** TASK **
The answer must be every entry, retyped without a single difference.

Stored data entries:
-- Opening Marker --

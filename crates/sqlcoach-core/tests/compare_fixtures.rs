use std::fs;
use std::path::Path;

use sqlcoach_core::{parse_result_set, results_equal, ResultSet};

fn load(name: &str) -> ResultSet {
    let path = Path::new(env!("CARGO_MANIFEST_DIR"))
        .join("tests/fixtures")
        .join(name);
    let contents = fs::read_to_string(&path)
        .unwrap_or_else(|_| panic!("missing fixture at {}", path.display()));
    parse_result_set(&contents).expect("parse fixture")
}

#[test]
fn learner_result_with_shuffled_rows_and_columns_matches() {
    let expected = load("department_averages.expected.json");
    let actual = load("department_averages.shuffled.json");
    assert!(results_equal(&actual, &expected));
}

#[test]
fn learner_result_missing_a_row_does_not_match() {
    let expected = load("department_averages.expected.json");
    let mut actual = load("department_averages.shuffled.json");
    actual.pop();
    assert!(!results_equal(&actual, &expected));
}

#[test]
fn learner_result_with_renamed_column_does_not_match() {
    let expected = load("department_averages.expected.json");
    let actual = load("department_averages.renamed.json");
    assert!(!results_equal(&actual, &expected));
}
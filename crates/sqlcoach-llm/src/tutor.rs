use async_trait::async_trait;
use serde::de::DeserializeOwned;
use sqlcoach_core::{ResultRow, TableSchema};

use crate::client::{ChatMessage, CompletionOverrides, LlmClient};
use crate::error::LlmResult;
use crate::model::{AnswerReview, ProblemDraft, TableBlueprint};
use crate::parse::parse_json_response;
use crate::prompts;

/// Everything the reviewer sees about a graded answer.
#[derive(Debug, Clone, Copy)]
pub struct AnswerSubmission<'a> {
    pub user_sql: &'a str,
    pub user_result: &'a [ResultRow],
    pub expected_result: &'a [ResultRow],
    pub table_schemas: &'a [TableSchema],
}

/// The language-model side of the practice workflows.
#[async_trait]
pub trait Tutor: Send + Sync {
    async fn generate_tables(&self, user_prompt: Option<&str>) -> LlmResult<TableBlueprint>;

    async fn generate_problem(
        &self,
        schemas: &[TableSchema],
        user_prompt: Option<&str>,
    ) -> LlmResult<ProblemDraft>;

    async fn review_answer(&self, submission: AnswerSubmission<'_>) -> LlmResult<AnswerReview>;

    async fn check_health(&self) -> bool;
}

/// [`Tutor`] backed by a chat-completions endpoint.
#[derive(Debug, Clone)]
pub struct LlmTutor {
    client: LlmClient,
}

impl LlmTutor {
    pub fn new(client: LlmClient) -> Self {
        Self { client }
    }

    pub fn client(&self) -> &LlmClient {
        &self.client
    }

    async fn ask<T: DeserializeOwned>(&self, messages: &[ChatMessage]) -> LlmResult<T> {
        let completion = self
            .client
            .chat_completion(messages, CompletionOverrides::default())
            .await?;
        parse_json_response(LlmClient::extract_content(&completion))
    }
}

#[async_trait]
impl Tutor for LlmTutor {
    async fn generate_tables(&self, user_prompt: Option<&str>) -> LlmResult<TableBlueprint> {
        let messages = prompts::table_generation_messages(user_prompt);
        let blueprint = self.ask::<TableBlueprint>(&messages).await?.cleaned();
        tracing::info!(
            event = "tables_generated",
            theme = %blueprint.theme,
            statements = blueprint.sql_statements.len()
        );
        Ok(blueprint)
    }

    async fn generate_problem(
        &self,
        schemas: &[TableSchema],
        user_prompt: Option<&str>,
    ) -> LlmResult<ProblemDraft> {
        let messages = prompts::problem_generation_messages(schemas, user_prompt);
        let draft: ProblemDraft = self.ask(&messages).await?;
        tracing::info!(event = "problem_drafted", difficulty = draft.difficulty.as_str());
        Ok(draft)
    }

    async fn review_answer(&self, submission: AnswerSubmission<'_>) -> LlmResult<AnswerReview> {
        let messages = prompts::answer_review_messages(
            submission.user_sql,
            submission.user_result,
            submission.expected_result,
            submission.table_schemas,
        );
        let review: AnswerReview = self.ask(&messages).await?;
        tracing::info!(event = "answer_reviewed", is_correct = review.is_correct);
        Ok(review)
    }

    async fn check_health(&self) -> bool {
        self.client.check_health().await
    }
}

-- Closing Marker --

** THE ANSWER **
filename crates/sqlcoach-core/tests/compare_fixtures.rs
use std::fs;
use std::path::Path;

use sqlcoach_core::{parse_result_set, results_equal, ResultSet};

fn load(name: &str) -> ResultSet {
    let path = Path::new(env!("CARGO_MANIFEST_DIR"))
        .join("tests/fixtures")
        .join(name);
    let contents = fs::read_to_string(&path)
        .unwrap_or_else(|_| panic!("missing fixture at {}", path.display()));
    parse_result_set(&contents).expect("parse fixture")
}

#[test]
fn learner_result_with_shuffled_rows_and_columns_matches() {
    let expected = load("department_averages.expected.json");
    let actual = load("department_averages.shuffled.json");
    assert!(results_equal(&actual, &expected));
}

#[test]
fn learner_result_missing_a_row_does_not_match() {
    let expected = load("department_averages.expected.json");
    let mut actual = load("department_averages.shuffled.json");
    actual.pop();
    assert!(!results_equal(&actual, &expected));
}

#[test]
fn learner_result_with_renamed_column_does_not_match() {
    let expected = load("department_averages.expected.json");
    let actual = load("department_averages.renamed.json");
    assert!(!results_equal(&actual, &expected));
}
filename crates/sqlcoach-llm/src/tutor.rs
use async_trait::async_trait;
use serde::de::DeserializeOwned;
use sqlcoach_core::{ResultRow, TableSchema};

use crate::client::{ChatMessage, CompletionOverrides, LlmClient};
use crate::error::LlmResult;
use crate::model::{AnswerReview, ProblemDraft, TableBlueprint};
use crate::parse::parse_json_response;
use crate::prompts;

/// Everything the reviewer sees about a graded answer.
#[derive(Debug, Clone, Copy)]
pub struct AnswerSubmission<'a> {
    pub user_sql: &'a str,
    pub user_result: &'a [ResultRow],
    pub expected_result: &'a [ResultRow],
    pub table_schemas: &'a [TableSchema],
}

/// The language-model side of the practice workflows.
#[async_trait]
pub trait Tutor: Send + Sync {
    async fn generate_tables(&self, user_prompt: Option<&str>) -> LlmResult<TableBlueprint>;

    async fn generate_problem(
        &self,
        schemas: &[TableSchema],
        user_prompt: Option<&str>,
    ) -> LlmResult<ProblemDraft>;

    async fn review_answer(&self, submission: AnswerSubmission<'_>) -> LlmResult<AnswerReview>;

    async fn check_health(&self) -> bool;
}

/// [`Tutor`] backed by a chat-completions endpoint.
#[derive(Debug, Clone)]
pub struct LlmTutor {
    client: LlmClient,
}

impl LlmTutor {
    pub fn new(client: LlmClient) -> Self {
        Self { client }
    }

    pub fn client(&self) -> &LlmClient {
        &self.client
    }

    async fn ask<T: DeserializeOwned>(&self, messages: &[ChatMessage]) -> LlmResult<T> {
        let completion = self
            .client
            .chat_completion(messages, CompletionOverrides::default())
            .await?;
        parse_json_response(LlmClient::extract_content(&completion))
    }
}

#[async_trait]
impl Tutor for LlmTutor {
    async fn generate_tables(&self, user_prompt: Option<&str>) -> LlmResult<TableBlueprint> {
        let messages = prompts::table_generation_messages(user_prompt);
        let blueprint = self.ask::<TableBlueprint>(&messages).await?.cleaned();
        tracing::info!(
            event = "tables_generated",
            theme = %blueprint.theme,
            statements = blueprint.sql_statements.len()
        );
        Ok(blueprint)
    }

    async fn generate_problem(
        &self,
        schemas: &[TableSchema],
        user_prompt: Option<&str>,
    ) -> LlmResult<ProblemDraft> {
        let messages = prompts::problem_generation_messages(schemas, user_prompt);
        let draft: ProblemDraft = self.ask(&messages).await?;
        tracing::info!(event = "problem_drafted", difficulty = draft.difficulty.as_str());
        Ok(draft)
    }

    async fn review_answer(&self, submission: AnswerSubmission<'_>) -> LlmResult<AnswerReview> {
        let messages = prompts::answer_review_messages(
            submission.user_sql,
            submission.user_result,
            submission.expected_result,
            submission.table_schemas,
        );
        let review: AnswerReview = self.ask(&messages).await?;
        tracing::info!(event = "answer_reviewed", is_correct = review.is_correct);
        Ok(review)
    }

    async fn check_health(&self) -> bool {
        self.client.check_health().await
    }
}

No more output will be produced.